- DIRECTIONS
Wherever the string "follows" appears in the entries below, return the line that holds it.

——————————

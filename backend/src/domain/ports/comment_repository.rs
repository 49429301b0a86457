//! Port abstraction for comment persistence adapters.

use async_trait::async_trait;

use crate::domain::comment::Comment;
use crate::domain::feed::CommentEntry;
use crate::domain::post::PostId;

use super::macros::define_port_error;

define_port_error! {
    /// Persistence errors raised by comment repository adapters.
    pub enum CommentPersistenceError {
        /// Repository connection could not be established.
        Connection { message: String } => "comment repository connection failed: {message}",
        /// Query or mutation failed during execution.
        Query { message: String } => "comment repository query failed: {message}",
    }
}

/// Storage for comments. Comments are append-only through this surface.
#[cfg_attr(test, mockall::automock)]
#[async_trait]
pub trait CommentRepository: Send + Sync {
    /// Persist a new comment.
    async fn insert(&self, comment: &Comment) -> Result<(), CommentPersistenceError>;

    /// Every comment on a post, oldest first, pre-joined with author columns.
    async fn list_for_post(
        &self,
        post: &PostId,
    ) -> Result<Vec<CommentEntry>, CommentPersistenceError>;
}
//! Internal Diesel row structs for database operations.
//!
//! These types are implementation details of the persistence layer and must
//! never be exposed to the domain. They exist solely to satisfy Diesel's
//! type requirements for queries and mutations.

use chrono::{DateTime, Utc};
use diesel::prelude::*;
use uuid::Uuid;

use crate::domain::{
    AuthorRef, CommentEntry, CommentId, CommentText, Group, GroupId, GroupRef, GroupSlug,
    PostEntry, PostId, PostText, User, UserId, Username,
};

use super::schema::{comments, follows, groups, posts, users};

/// Row struct for reading from the users table.
#[derive(Debug, Clone, Queryable, Selectable)]
#[diesel(table_name = users)]
#[diesel(check_for_backend(diesel::pg::Pg))]
pub(crate) struct UserRow {
    pub id: Uuid,
    pub username: String,
    pub created_at: DateTime<Utc>,
}

impl UserRow {
    pub(crate) fn into_domain(self) -> Result<User, String> {
        let username = Username::new(self.username)
            .map_err(|err| format!("stored username is invalid: {err}"))?;
        Ok(User {
            id: UserId::from_uuid(self.id),
            username,
            created_at: self.created_at,
        })
    }

    pub(crate) fn into_author_ref(self) -> Result<AuthorRef, String> {
        let user = self.into_domain()?;
        Ok(AuthorRef {
            id: user.id,
            username: user.username,
        })
    }
}

/// Insertable struct for creating new user records.
#[derive(Debug, Clone, Insertable)]
#[diesel(table_name = users)]
pub(crate) struct NewUserRow<'a> {
    pub id: Uuid,
    pub username: &'a str,
    pub created_at: DateTime<Utc>,
}

/// Row struct for reading from the groups table.
#[derive(Debug, Clone, Queryable, Selectable)]
#[diesel(table_name = groups)]
#[diesel(check_for_backend(diesel::pg::Pg))]
pub(crate) struct GroupRow {
    pub id: Uuid,
    pub title: String,
    pub slug: String,
    pub description: String,
    pub created_at: DateTime<Utc>,
}

impl GroupRow {
    pub(crate) fn into_domain(self) -> Result<Group, String> {
        let slug =
            GroupSlug::new(self.slug).map_err(|err| format!("stored slug is invalid: {err}"))?;
        Ok(Group {
            id: GroupId::from_uuid(self.id),
            title: self.title,
            slug,
            description: self.description,
            created_at: self.created_at,
        })
    }

    pub(crate) fn into_group_ref(self) -> Result<GroupRef, String> {
        let group = self.into_domain()?;
        Ok(GroupRef {
            id: group.id,
            title: group.title,
            slug: group.slug,
        })
    }
}

/// Insertable struct for creating new group records.
#[derive(Debug, Clone, Insertable)]
#[diesel(table_name = groups)]
pub(crate) struct NewGroupRow<'a> {
    pub id: Uuid,
    pub title: &'a str,
    pub slug: &'a str,
    pub description: &'a str,
    pub created_at: DateTime<Utc>,
}

/// Row struct for reading from the posts table.
#[derive(Debug, Clone, Queryable, Selectable)]
#[diesel(table_name = posts)]
#[diesel(check_for_backend(diesel::pg::Pg))]
pub(crate) struct PostRow {
    pub id: Uuid,
    #[expect(dead_code, reason = "author columns come from the joined user row")]
    pub author_id: Uuid,
    #[expect(dead_code, reason = "group columns come from the joined group row")]
    pub group_id: Option<Uuid>,
    pub text: String,
    pub image: Option<Vec<u8>>,
    pub created_at: DateTime<Utc>,
}

/// Assemble a pre-joined feed entry from one joined result row.
pub(crate) fn entry_from_rows(
    post: PostRow,
    author: UserRow,
    group: Option<GroupRow>,
) -> Result<PostEntry, String> {
    let text =
        PostText::new(post.text).map_err(|err| format!("stored post text is invalid: {err}"))?;
    Ok(PostEntry {
        id: PostId::from_uuid(post.id),
        author: author.into_author_ref()?,
        group: group.map(GroupRow::into_group_ref).transpose()?,
        text,
        has_image: post.image.is_some(),
        created_at: post.created_at,
    })
}

/// Insertable struct for creating new post records.
#[derive(Debug, Clone, Insertable)]
#[diesel(table_name = posts)]
pub(crate) struct NewPostRow<'a> {
    pub id: Uuid,
    pub author_id: Uuid,
    pub group_id: Option<Uuid>,
    pub text: &'a str,
    pub image: Option<&'a [u8]>,
    pub created_at: DateTime<Utc>,
}

/// Changeset struct for editing post records.
///
/// `author_id` and `created_at` have no representation here, so edits can
/// never touch them. `group_id` is double-wrapped: the outer `Some` always
/// writes, clearing the column when the inner value is `None`. A `None`
/// `image` skips the column, keeping the stored attachment.
#[derive(Debug, Clone, AsChangeset)]
#[diesel(table_name = posts)]
pub(crate) struct PostUpdate<'a> {
    pub text: &'a str,
    pub group_id: Option<Option<Uuid>>,
    pub image: Option<&'a [u8]>,
}

/// Row struct for reading from the comments table.
#[derive(Debug, Clone, Queryable, Selectable)]
#[diesel(table_name = comments)]
#[diesel(check_for_backend(diesel::pg::Pg))]
pub(crate) struct CommentRow {
    pub id: Uuid,
    #[expect(dead_code, reason = "comments are always read in post context")]
    pub post_id: Uuid,
    #[expect(dead_code, reason = "author columns come from the joined user row")]
    pub author_id: Uuid,
    pub text: String,
    pub created_at: DateTime<Utc>,
}

/// Assemble a comment entry from one joined result row.
pub(crate) fn comment_entry_from_rows(
    comment: CommentRow,
    author: UserRow,
) -> Result<CommentEntry, String> {
    let text = CommentText::new(comment.text)
        .map_err(|err| format!("stored comment text is invalid: {err}"))?;
    Ok(CommentEntry {
        id: CommentId::from_uuid(comment.id),
        author: author.into_author_ref()?,
        text,
        created_at: comment.created_at,
    })
}

/// Insertable struct for creating new comment records.
#[derive(Debug, Clone, Insertable)]
#[diesel(table_name = comments)]
pub(crate) struct NewCommentRow<'a> {
    pub id: Uuid,
    pub post_id: Uuid,
    pub author_id: Uuid,
    pub text: &'a str,
    pub created_at: DateTime<Utc>,
}

/// Insertable struct for creating follow edges.
#[derive(Debug, Clone, Insertable)]
#[diesel(table_name = follows)]
pub(crate) struct NewFollowRow {
    pub user_id: Uuid,
    pub author_id: Uuid,
    pub created_at: DateTime<Utc>,
}
//! Domain-level error types.
//!
//! These errors are transport agnostic. The inbound HTTP adapter maps them to
//! status codes and JSON bodies; the domain only distinguishes failure
//! categories and carries an operator-readable message plus optional
//! structured details (e.g. field-level validation messages).

use serde::Serialize;
use serde_json::Value;
use utoipa::ToSchema;

/// Stable machine-readable error code describing the failure category.
#[derive(Debug, Clone, Copy, PartialEq, Eq, Hash, Serialize, ToSchema)]
#[non_exhaustive]
#[serde(rename_all = "snake_case")]
pub enum ErrorCode {
    /// The request is malformed or fails validation.
    InvalidRequest,
    /// Authentication failed or is missing.
    Unauthorized,
    /// Authenticated but not permitted to perform this action.
    Forbidden,
    /// The requested resource does not exist.
    NotFound,
    /// A required collaborator (database, cache) is unavailable.
    ServiceUnavailable,
    /// An unexpected error occurred inside the domain.
    InternalError,
}

/// Domain error payload returned to inbound adapters.
///
/// ## Invariants
/// - `message` is non-empty once trimmed of whitespace.
#[derive(Debug, Clone, PartialEq, Serialize, ToSchema)]
#[serde(rename_all = "camelCase")]
pub struct Error {
    #[schema(example = "not_found")]
    code: ErrorCode,
    #[schema(example = "post not found")]
    message: String,
    #[serde(skip_serializing_if = "Option::is_none")]
    details: Option<Value>,
}

impl Error {
    /// Create a new error with the given code and message.
    ///
    /// Empty messages are replaced with the code's default description so the
    /// invariant holds without forcing callers through a fallible path.
    pub fn new(code: ErrorCode, message: impl Into<String>) -> Self {
        let mut message = message.into();
        if message.trim().is_empty() {
            message = default_message(code).to_owned();
        }
        Self {
            code,
            message,
            details: None,
        }
    }

    /// Stable machine-readable error code.
    #[must_use]
    pub fn code(&self) -> ErrorCode {
        self.code
    }

    /// Human-readable message returned to adapters.
    #[must_use]
    pub fn message(&self) -> &str {
        self.message.as_str()
    }

    /// Supplementary structured details, when present.
    #[must_use]
    pub fn details(&self) -> Option<&Value> {
        self.details.as_ref()
    }

    /// Attach structured details to the error.
    #[must_use]
    pub fn with_details(mut self, details: Value) -> Self {
        self.details = Some(details);
        self
    }

    /// Convenience constructor for [`ErrorCode::InvalidRequest`].
    pub fn invalid_request(message: impl Into<String>) -> Self {
        Self::new(ErrorCode::InvalidRequest, message)
    }

    /// Convenience constructor for [`ErrorCode::Unauthorized`].
    pub fn unauthorized(message: impl Into<String>) -> Self {
        Self::new(ErrorCode::Unauthorized, message)
    }

    /// Convenience constructor for [`ErrorCode::Forbidden`].
    pub fn forbidden(message: impl Into<String>) -> Self {
        Self::new(ErrorCode::Forbidden, message)
    }

    /// Convenience constructor for [`ErrorCode::NotFound`].
    pub fn not_found(message: impl Into<String>) -> Self {
        Self::new(ErrorCode::NotFound, message)
    }

    /// Convenience constructor for [`ErrorCode::ServiceUnavailable`].
    pub fn service_unavailable(message: impl Into<String>) -> Self {
        Self::new(ErrorCode::ServiceUnavailable, message)
    }

    /// Convenience constructor for [`ErrorCode::InternalError`].
    pub fn internal(message: impl Into<String>) -> Self {
        Self::new(ErrorCode::InternalError, message)
    }
}

fn default_message(code: ErrorCode) -> &'static str {
    match code {
        ErrorCode::InvalidRequest => "invalid request",
        ErrorCode::Unauthorized => "unauthorized",
        ErrorCode::Forbidden => "forbidden",
        ErrorCode::NotFound => "not found",
        ErrorCode::ServiceUnavailable => "service unavailable",
        ErrorCode::InternalError => "internal error",
    }
}

impl std::fmt::Display for Error {
    fn fmt(&self, f: &mut std::fmt::Formatter<'_>) -> std::fmt::Result {
        write!(f, "{:?}: {}", self.code, self.message)
    }
}

impl std::error::Error for Error {}

#[cfg(test)]
mod tests {
    use super::*;
    use serde_json::json;

    #[test]
    fn constructors_set_the_matching_code() {
        assert_eq!(Error::not_found("gone").code(), ErrorCode::NotFound);
        assert_eq!(
            Error::invalid_request("bad").code(),
            ErrorCode::InvalidRequest
        );
        assert_eq!(Error::unauthorized("who").code(), ErrorCode::Unauthorized);
    }

    #[test]
    fn empty_messages_fall_back_to_the_code_description() {
        let error = Error::new(ErrorCode::NotFound, "   ");
        assert_eq!(error.message(), "not found");
    }

    #[test]
    fn details_round_trip_through_serialization() {
        let error = Error::invalid_request("post validation failed")
            .with_details(json!({ "fields": { "text": ["must not be empty"] } }));
        let value = serde_json::to_value(&error).expect("serializable");
        assert_eq!(value["code"], "invalid_request");
        assert_eq!(value["details"]["fields"]["text"][0], "must not be empty");
    }

    #[test]
    fn details_are_omitted_when_absent() {
        let value = serde_json::to_value(Error::not_found("missing")).expect("serializable");
        assert!(value.get("details").is_none());
    }
}
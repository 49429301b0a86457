//! HTTP server configuration object and helpers.

use std::net::SocketAddr;

use actix_web::cookie::{Key, SameSite};
use pagination::DEFAULT_PAGE_SIZE;

use crate::inbound::http::state::FeedCachePolicy;

/// Builder-style configuration for creating the HTTP server.
pub struct ServerConfig {
    pub(crate) key: Key,
    pub(crate) cookie_secure: bool,
    pub(crate) same_site: SameSite,
    pub(crate) bind_addr: SocketAddr,
    pub(crate) database_url: Option<String>,
    pub(crate) redis_url: Option<String>,
    pub(crate) page_size: usize,
    pub(crate) cache_policy: FeedCachePolicy,
}

impl ServerConfig {
    /// Construct a server configuration with default feed settings.
    #[must_use]
    pub fn new(key: Key, cookie_secure: bool, same_site: SameSite, bind_addr: SocketAddr) -> Self {
        Self {
            key,
            cookie_secure,
            same_site,
            bind_addr,
            database_url: None,
            redis_url: None,
            page_size: DEFAULT_PAGE_SIZE,
            cache_policy: FeedCachePolicy::default(),
        }
    }

    /// Attach a PostgreSQL connection URL for persistence adapters.
    ///
    /// Without one, the server runs over the in-memory fixture store.
    #[must_use]
    pub fn with_database_url(mut self, url: impl Into<String>) -> Self {
        self.database_url = Some(url.into());
        self
    }

    /// Attach a Redis URL for the page cache.
    ///
    /// Without one, the in-process cache is used.
    #[must_use]
    pub fn with_redis_url(mut self, url: impl Into<String>) -> Self {
        self.redis_url = Some(url.into());
        self
    }

    /// Override the fixed feed page size.
    #[must_use]
    pub fn with_page_size(mut self, page_size: usize) -> Self {
        self.page_size = page_size;
        self
    }

    /// Override the global-feed cache policy.
    #[must_use]
    pub fn with_cache_policy(mut self, policy: FeedCachePolicy) -> Self {
        self.cache_policy = policy;
        self
    }

    /// The configured database URL, if any.
    #[must_use]
    pub fn database_url(&self) -> Option<&str> {
        self.database_url.as_deref()
    }

    /// The socket address the server will bind to.
    #[must_use]
    pub fn bind_addr(&self) -> SocketAddr {
        self.bind_addr
    }
}
//! Async-safe connection pool for Diesel PostgreSQL connections.
//!
//! Wraps `diesel-async` and `bb8` to provide an ergonomic async pool for the
//! persistence layer. Pool checkout is non-blocking and respects the
//! configured timeout; all failures are mapped to [`PoolError`] variants.

use std::time::Duration;

use diesel_async::AsyncPgConnection;
use diesel_async::pooled_connection::AsyncDieselConnectionManager;
use diesel_async::pooled_connection::bb8::{Pool, PooledConnection};

/// Errors that can occur during pool operations.
#[derive(Debug, Clone, PartialEq, Eq, thiserror::Error)]
pub enum PoolError {
    /// Failed to check out a connection from the pool.
    #[error("failed to get connection from pool: {message}")]
    Checkout { message: String },

    /// Failed to build the connection pool.
    #[error("failed to build connection pool: {message}")]
    Build { message: String },
}

impl PoolError {
    /// Create a checkout error with the given message.
    pub fn checkout(message: impl Into<String>) -> Self {
        Self::Checkout {
            message: message.into(),
        }
    }

    /// Create a build error with the given message.
    pub fn build(message: impl Into<String>) -> Self {
        Self::Build {
            message: message.into(),
        }
    }
}

/// Configuration for the database connection pool.
#[derive(Debug, Clone)]
pub struct PoolConfig {
    database_url: String,
    max_size: u32,
    min_idle: Option<u32>,
    connection_timeout: Duration,
}

impl PoolConfig {
    /// Create a new configuration with the given database URL.
    ///
    /// Defaults: 10 connections, 2 idle, 30 second checkout timeout.
    pub fn new(database_url: impl Into<String>) -> Self {
        Self {
            database_url: database_url.into(),
            max_size: 10,
            min_idle: Some(2),
            connection_timeout: Duration::from_secs(30),
        }
    }

    /// Set the maximum number of connections in the pool.
    #[must_use]
    pub fn with_max_size(mut self, max_size: u32) -> Self {
        self.max_size = max_size;
        self
    }

    /// Set the minimum number of idle connections to maintain.
    #[must_use]
    pub fn with_min_idle(mut self, min_idle: Option<u32>) -> Self {
        self.min_idle = min_idle;
        self
    }

    /// Set the connection checkout timeout.
    #[must_use]
    pub fn with_connection_timeout(mut self, timeout: Duration) -> Self {
        self.connection_timeout = timeout;
        self
    }

    /// Get the database URL.
    #[must_use]
    pub fn database_url(&self) -> &str {
        &self.database_url
    }
}

/// Async connection pool for PostgreSQL via Diesel.
#[derive(Clone)]
pub struct DbPool {
    pool: Pool<AsyncPgConnection>,
}

impl DbPool {
    /// Build a pool from the configuration.
    pub async fn new(config: PoolConfig) -> Result<Self, PoolError> {
        let manager =
            AsyncDieselConnectionManager::<AsyncPgConnection>::new(config.database_url());
        let pool = Pool::builder()
            .max_size(config.max_size)
            .min_idle(config.min_idle)
            .connection_timeout(config.connection_timeout)
            .build(manager)
            .await
            .map_err(|error| PoolError::build(error.to_string()))?;
        Ok(Self { pool })
    }

    /// Check out a connection.
    pub async fn get(&self) -> Result<PooledConnection<'_, AsyncPgConnection>, PoolError> {
        self.pool
            .get()
            .await
            .map_err(|error| PoolError::checkout(error.to_string()))
    }
}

——————————

- TASK ANSWER
use super::schema::{comments, follows, groups, posts, users};
#[diesel(table_name = follows)]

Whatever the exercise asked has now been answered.